Hollingsworth: There has to be a sensitivity to and acceptance of differences. So, when you hire diversity, the diversity’s going to stay. People work for people more than they work for a company. If we can figure out how to make everybody feel welcome, they will be comfortable enough to stay.

Sachtleben: In school, I remember being told, ‘You’re going to have to choose: Do you want to be a great architect or do you want to have a family?’ I decided early to have both. Where we’ve evolved with technology and flexibility in the workplace has really made that possible—and not just for women. We’ve come a long way, but we’ve got a long way to go.

Farokhi: Diversity brings to a team, project and company as a whole different people with different backgrounds, experiences and knowledge who work together to achieve the same goal. Diversity breeds creativity and innovation. All of a sudden there is a bond that takes place. Everyone gets into this ‘Let’s get it done’ kind of mentality. The experience is priceless.

Elizondo: Projects are more effective when we bring diversity in. If we’re close-minded and stick to the same script, nothing actually happens and we don’t grow. I actually am proud when I see women out in the field. Engaging that diverse background makes us a lot stronger as an industry. That’s the key to growth.

Countryman: Our clients are leaps and bounds ahead of the construction industry in diversity. They feel more comfortable when they’re working with folks that are from diverse backgrounds because it makes them think we’re understanding of their ideas.

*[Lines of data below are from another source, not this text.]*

use crate::api::FiretruckApi;
use crate::config::{FiretruckConfig, CONFIG_DIR_ENV};
use crate::error::{FiretruckError, Result};
use crate::remote::http::{HttpService, ServiceEndpoint};
use directories::ProjectDirs;
use std::path::PathBuf;

pub struct FiretruckContext {
    pub api: FiretruckApi<HttpService>,
    pub config: FiretruckConfig,
}

/// Values given on the command line; they win over the environment and the file.
#[derive(Debug, Clone, Default)]
pub struct Overrides {
    pub service_url: Option<String>,
    pub target_service_url: Option<String>,
}

/// `FT_CONFIG_DIR` if set, otherwise the platform config directory.
pub fn config_dir() -> Result<PathBuf> {
    if let Some(dir) = std::env::var_os(CONFIG_DIR_ENV).filter(|d| !d.is_empty()) {
        return Ok(PathBuf::from(dir));
    }
    ProjectDirs::from("com", "firetruck", "firetruck")
        .map(|dirs| dirs.config_dir().to_path_buf())
        .ok_or_else(|| FiretruckError::Config("Could not determine config dir".to_string()))
}

/// Resolves configuration (defaults, file, environment, flags) for `config_dir`.
pub fn resolve_config(config_dir: &std::path::Path, overrides: &Overrides) -> Result<FiretruckConfig> {
    let mut config = FiretruckConfig::load(config_dir)?;
    config.apply_env(|key| std::env::var(key).ok());
    if let Some(url) = &overrides.service_url {
        config.service_url = url.clone();
    }
    if let Some(url) = &overrides.target_service_url {
        config.target_service_url = Some(url.clone());
    }
    Ok(config)
}

pub fn initialize(overrides: &Overrides) -> Result<FiretruckContext> {
    let config_dir = config_dir()?;
    let config = resolve_config(&config_dir, overrides)?;
    tracing::debug!(
        config_dir = %config_dir.display(),
        service = %config.service_url,
        target = %config.target_url(),
        "resolved configuration"
    );

    let source = HttpService::new(
        ServiceEndpoint::new(config.service_url.clone()).with_timeout(config.timeout()),
    );
    let target = HttpService::new(
        ServiceEndpoint::new(config.target_url()).with_timeout(config.timeout()),
    );
    let api = FiretruckApi::new(source, target, config_dir).with_concurrency(config.concurrency());

    Ok(FiretruckContext { api, config })
}
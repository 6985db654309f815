use crate::commands::CmdResult;
use crate::error::Result;
use crate::remote::ContractService;

pub fn run<S: ContractService>(service: &S, declaration_id: &str) -> Result<CmdResult> {
    let declaration = service.get_declaration(declaration_id)?;
    Ok(CmdResult::default().with_source(declaration.csl))
}
//! # CLI Layer
//!
//! The CLI layer is the **only** place in the codebase that:
//! - Knows about terminal I/O (stdout, stderr, stdin for the REPL)
//! - Installs the `tracing` subscriber
//! - Handles argument parsing
//! - Formats output for human consumption
//!
//! ## Structure
//!
//! - `run()`: Main dispatch logic (called by `main.rs`)
//! - `init_context()`: Builds `AppContext` with API and configuration
//! - `handle_*()`: Per-command handlers that call API and format output

use super::print::{contract_details, listing_lines, print_lines, print_messages};
use super::repl;
use super::setup::{
    Cli, Commands, ContractCommands, MigrationCommands, MiscCommands, QueryCommands,
};
use clap::Parser;
use firetruck::api::{ConfigAction, FiretruckApi, Migration};
use firetruck::commands::CmdResult;
use firetruck::error::Result;
use firetruck::init::{initialize, Overrides};
use firetruck::remote::http::HttpService;
use firetruck::render::render_value;
use tracing_subscriber::EnvFilter;

struct AppContext {
    api: FiretruckApi<HttpService>,
}

pub fn run() -> Result<()> {
    let cli = Cli::parse();
    init_tracing(cli.verbose);

    let ctx = init_context(&cli)?;

    match cli.command {
        Some(Commands::Contracts(cmd)) => match cmd {
            ContractCommands::Count => handle_count(&ctx),
            ContractCommands::List => handle_list(&ctx),
            ContractCommands::ListByEventCount => {
                handle_listing(ctx.api.list_by_event_count()?)
            }
            ContractCommands::ListByLatestTimestamp => {
                handle_listing(ctx.api.list_by_latest_timestamp()?)
            }
            ContractCommands::Contract { id } => handle_contract(&ctx, &id),
            ContractCommands::Residual { id, simplify } => handle_residual(&ctx, &id, simplify),
        },
        Some(Commands::Query(cmd)) => match cmd {
            QueryCommands::Report {
                expression,
                id,
                values,
            } => handle_report(&ctx, &expression, id.as_deref(), &values),
            QueryCommands::Repl { id } => handle_repl(&ctx, id.as_deref()),
        },
        Some(Commands::Migration(cmd)) => match cmd {
            MigrationCommands::Migrate {
                source_id,
                target_id,
                csl,
            } => handle_migrate(&ctx, &source_id, &target_id, &csl, Migration::Plain),
            MigrationCommands::MigrateKeyLocation {
                source_id,
                target_id,
                csl,
            } => handle_migrate(
                &ctx,
                &source_id,
                &target_id,
                &csl,
                Migration::AddEmptyKeyLocation,
            ),
        },
        Some(Commands::Misc(cmd)) => match cmd {
            MiscCommands::Declaration { id } => handle_declaration(&ctx, &id),
            MiscCommands::Instantiate {
                declaration_id,
                name,
                entry_point,
                args,
                peers,
            } => handle_instantiate(&ctx, &declaration_id, &name, &entry_point, &args, peers),
            MiscCommands::Config { key, value } => handle_config(&ctx, key, value),
        },
        None => handle_list(&ctx),
    }
}

/// Logs go to stderr. `RUST_LOG` wins; otherwise `warn`, or `debug` with `--verbose`.
fn init_tracing(verbose: bool) {
    let default_level = if verbose { "debug" } else { "warn" };
    let filter =
        EnvFilter::try_from_default_env().unwrap_or_else(|_| EnvFilter::new(default_level));
    let _ = tracing_subscriber::fmt()
        .with_env_filter(filter)
        .with_writer(std::io::stderr)
        .with_target(false)
        .try_init();
}

fn init_context(cli: &Cli) -> Result<AppContext> {
    let overrides = Overrides {
        service_url: cli.service.clone(),
        target_service_url: cli.target_service.clone(),
    };
    let ctx = initialize(&overrides)?;
    Ok(AppContext { api: ctx.api })
}

fn handle_count(ctx: &AppContext) -> Result<()> {
    let result = ctx.api.count_contracts()?;
    if let Some(count) = result.contract_count {
        println!("{}", count);
    }
    Ok(())
}

fn handle_list(ctx: &AppContext) -> Result<()> {
    let result = ctx.api.list_contracts()?;
    print_lines(&result.contract_ids);
    Ok(())
}

fn handle_listing(result: CmdResult) -> Result<()> {
    if let Some(listing) = &result.listing {
        print_lines(&listing_lines(listing));
    }
    print_messages(&result.messages);
    Ok(())
}

fn handle_contract(ctx: &AppContext, id: &str) -> Result<()> {
    let result = ctx.api.contract_info(id)?;
    if let (Some(contract), Some(count)) = (&result.contract, result.event_count) {
        println!("{}", contract_details(contract, count)?);
    }
    Ok(())
}

fn handle_residual(ctx: &AppContext, id: &str, simplify: bool) -> Result<()> {
    let result = ctx.api.residual(id, simplify)?;
    print_source(&result);
    Ok(())
}

fn handle_declaration(ctx: &AppContext, id: &str) -> Result<()> {
    let result = ctx.api.declaration(id)?;
    print_source(&result);
    Ok(())
}

fn print_source(result: &CmdResult) {
    if let Some(source) = &result.source {
        println!("{}", source);
    }
}

fn handle_report(
    ctx: &AppContext,
    expression: &str,
    id: Option<&str>,
    values: &[String],
) -> Result<()> {
    let result = ctx.api.report(expression, id, values)?;
    if let Some(value) = &result.value {
        println!("{}", render_value(value));
    }
    Ok(())
}

fn handle_repl(ctx: &AppContext, id: Option<&str>) -> Result<()> {
    let stdin = std::io::stdin();
    let mut stdout = std::io::stdout();
    let mut stderr = std::io::stderr();
    repl::run(stdin.lock(), &mut stdout, &mut stderr, |expression| -> Result<String> {
        let result = ctx.api.report::<&str>(expression, id, &[])?;
        Ok(result.value.as_ref().map(render_value).unwrap_or_default())
    })?;
    Ok(())
}

fn handle_migrate(
    ctx: &AppContext,
    source_id: &str,
    target_id: &str,
    events_expression: &str,
    migration: Migration,
) -> Result<()> {
    let result = ctx
        .api
        .migrate(source_id, target_id, events_expression, migration)?;
    print_messages(&result.messages);
    Ok(())
}

fn handle_instantiate(
    ctx: &AppContext,
    declaration_id: &str,
    name: &str,
    entry_point: &str,
    args: &[String],
    peers: Vec<String>,
) -> Result<()> {
    let result = ctx
        .api
        .instantiate(declaration_id, name, entry_point, args, peers)?;
    print_lines(&result.contract_ids);
    print_messages(&result.messages);
    Ok(())
}

fn handle_config(ctx: &AppContext, key: Option<String>, value: Option<String>) -> Result<()> {
    let action = match (key.clone(), value) {
        (None, _) => ConfigAction::ShowAll,
        (Some(k), None) => ConfigAction::ShowKey(k),
        (Some(k), Some(v)) => ConfigAction::Set(k, v),
    };

    let result = ctx.api.config(action)?;

    if key.is_none() {
        if let Some(config) = &result.config {
            for (k, v) in config.list_all() {
                println!("{} = {}", k, v);
            }
        }
    }
    print_messages(&result.messages);
    Ok(())
}
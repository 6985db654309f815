use clap::{Parser, Subcommand};
use firetruck::commands::EVENTS_EXPRESSION;

#[derive(Parser, Debug)]
#[command(name = "ft", bin_name = "ft", version)]
#[command(about = "Query, inspect and migrate contracts on a contract service", long_about = None)]
pub struct Cli {
    #[command(subcommand)]
    pub command: Option<Commands>,

    /// Base URL of the contract service
    #[arg(long, global = true, value_name = "URL", help_heading = "Options")]
    pub service: Option<String>,

    /// Base URL migrations write to (defaults to the service URL)
    #[arg(long, global = true, value_name = "URL", help_heading = "Options")]
    pub target_service: Option<String>,

    /// Verbose output
    #[arg(short, long, global = true, help_heading = "Options")]
    pub verbose: bool,
}

#[derive(Subcommand, Debug)]
pub enum Commands {
    #[command(flatten)]
    Contracts(ContractCommands),

    #[command(flatten)]
    Query(QueryCommands),

    #[command(flatten)]
    Migration(MigrationCommands),

    #[command(flatten)]
    Misc(MiscCommands),
}

#[derive(Subcommand, Debug)]
pub enum ContractCommands {
    /// Print the number of contracts
    #[command(display_order = 1)]
    Count,

    /// List contract ids
    #[command(alias = "ls", display_order = 2)]
    List,

    /// List contracts sorted by number of applied events
    #[command(alias = "lsc", display_order = 3)]
    ListByEventCount,

    /// List contracts sorted by the timestamp of their last event
    #[command(alias = "lst", display_order = 4)]
    ListByLatestTimestamp,

    /// Show a contract and its number of applied events
    #[command(alias = "c", display_order = 5)]
    Contract { id: String },

    /// Print the residual source of a contract
    #[command(alias = "r", display_order = 6)]
    Residual {
        id: String,

        /// Simplify the residual before printing it
        #[arg(short, long)]
        simplify: bool,
    },
}

#[derive(Subcommand, Debug)]
pub enum QueryCommands {
    /// Evaluate a report expression, on one contract or globally
    #[command(alias = "rp", display_order = 10)]
    Report {
        /// Report expression
        expression: String,

        /// Contract to evaluate on (global report if omitted)
        id: Option<String>,

        /// Report argument, as a JSON-encoded value (repeatable)
        #[arg(long = "value", value_name = "JSON")]
        values: Vec<String>,
    },

    /// Read report expressions from stdin and print each result
    #[command(display_order = 11)]
    Repl {
        /// Contract to evaluate on (global reports if omitted)
        id: Option<String>,
    },
}

#[derive(Subcommand, Debug)]
pub enum MigrationCommands {
    /// Replay the events of one contract onto a fresh one
    #[command(display_order = 20)]
    Migrate {
        source_id: String,
        target_id: String,

        /// Expression that extracts the events of the source contract
        #[arg(long, value_name = "EXPR", default_value = EVENTS_EXPRESSION)]
        csl: String,
    },

    /// Like migrate, giving AcceptCarShare events an empty keyLocation
    #[command(
        name = "migrateKeyLocation",
        alias = "migrate-key-location",
        display_order = 21
    )]
    MigrateKeyLocation {
        source_id: String,
        target_id: String,

        /// Expression that extracts the events of the source contract
        #[arg(long, value_name = "EXPR", default_value = EVENTS_EXPRESSION)]
        csl: String,
    },
}

#[derive(Subcommand, Debug)]
pub enum MiscCommands {
    /// Print the source of a declaration
    #[command(display_order = 30)]
    Declaration { id: String },

    /// Create a contract from a declaration
    #[command(display_order = 31)]
    Instantiate {
        declaration_id: String,
        name: String,

        /// Qualified name of the entry point (e.g. Module::main)
        #[arg(long, value_name = "NAME")]
        entry_point: String,

        /// Declaration argument, as a JSON-encoded value (repeatable)
        #[arg(long = "arg", value_name = "JSON")]
        args: Vec<String>,

        /// Peer contract id (repeatable)
        #[arg(long = "peer", value_name = "ID")]
        peers: Vec<String>,
    },

    /// Get or set configuration
    #[command(display_order = 32)]
    Config {
        /// Configuration key (e.g., service-url)
        key: Option<String>,

        /// Value to set (if omitted, prints current value)
        value: Option<String>,
    },
}
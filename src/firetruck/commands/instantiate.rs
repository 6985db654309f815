use crate::commands::{CmdMessage, CmdResult};
use crate::error::Result;
use crate::model::InstantiationRequest;
use crate::remote::ContractService;

/// Creates a contract from a declaration; the new id is the only id in the result.
pub fn run<S: ContractService>(service: &S, request: &InstantiationRequest) -> Result<CmdResult> {
    let response = service.instantiate(request)?;
    tracing::info!(
        declaration = %request.declaration_id,
        contract = %response.contract_id,
        "instantiated contract"
    );
    let mut result = CmdResult::default().with_contract_ids(vec![response.contract_id.clone()]);
    result.add_message(CmdMessage::success(format!(
        "Instantiated {} as {}",
        request.name, response.contract_id
    )));
    Ok(result)
}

Burgess: We were, I think, the first in Florida to voluntarily achieve certification as a JUST Organization, a platform that looks at social equity in a corporate organization and how employees are treated. We found it’s a really good metric to reevaluate how we’re doing in terms of equity, diversity and how we’re investing in our employees. We’d encourage other industry companies to follow suit and take a hard look at how to achieve diversity through JUST metrics.

 

What are the most exciting technologies on the horizon that will change how AEC employers provide services and impact society?

 

Liu: There are huge opportunities for things such as vehicle and infrastructure communication. How do we adapt our infrastructure to be able to handle tomorrow’s technology?

However, while we want to meet these new demands and new technologies and help foster innovation instead of impede it, as we have done traditionally, we need to remember that we, as civil engineers, still have public safety and fiduciary duties. These types of innovations are going to transform the industry, but they’re not going to happen without civil professionals who can help to guide it along the way.

Innovations are going to transform the industry, but they’re not going to happen without civil professionals that can help guide it along the way.

Andrew Liu, Arrivo Corp.

Kearney: I do linear projects for the oil and natural-gas industry. Drone technology is really going to make an impact on our industry, especially with the opposition we’re receiving to a lot of our projects. With drones, you have the capability to cover a lot of areas and have high-quality video taken that can definitively prove what was done and what was not done, real time. I think that’s going to be a game-changer.

Elizondo: Using the drone technology takes us to levels that we otherwise aren’t able to look at and then think outside the box. With 3D technology and BIM, we can actually build and construct these buildings way before we actually put a shovel in the ground.

Linstroth: In buildings now, you can track real-time data and be able to adjust how buildings perform instantaneously. We’re able to 3D-model buildings and really expand upon them in the design process, which is streamlining the construction process.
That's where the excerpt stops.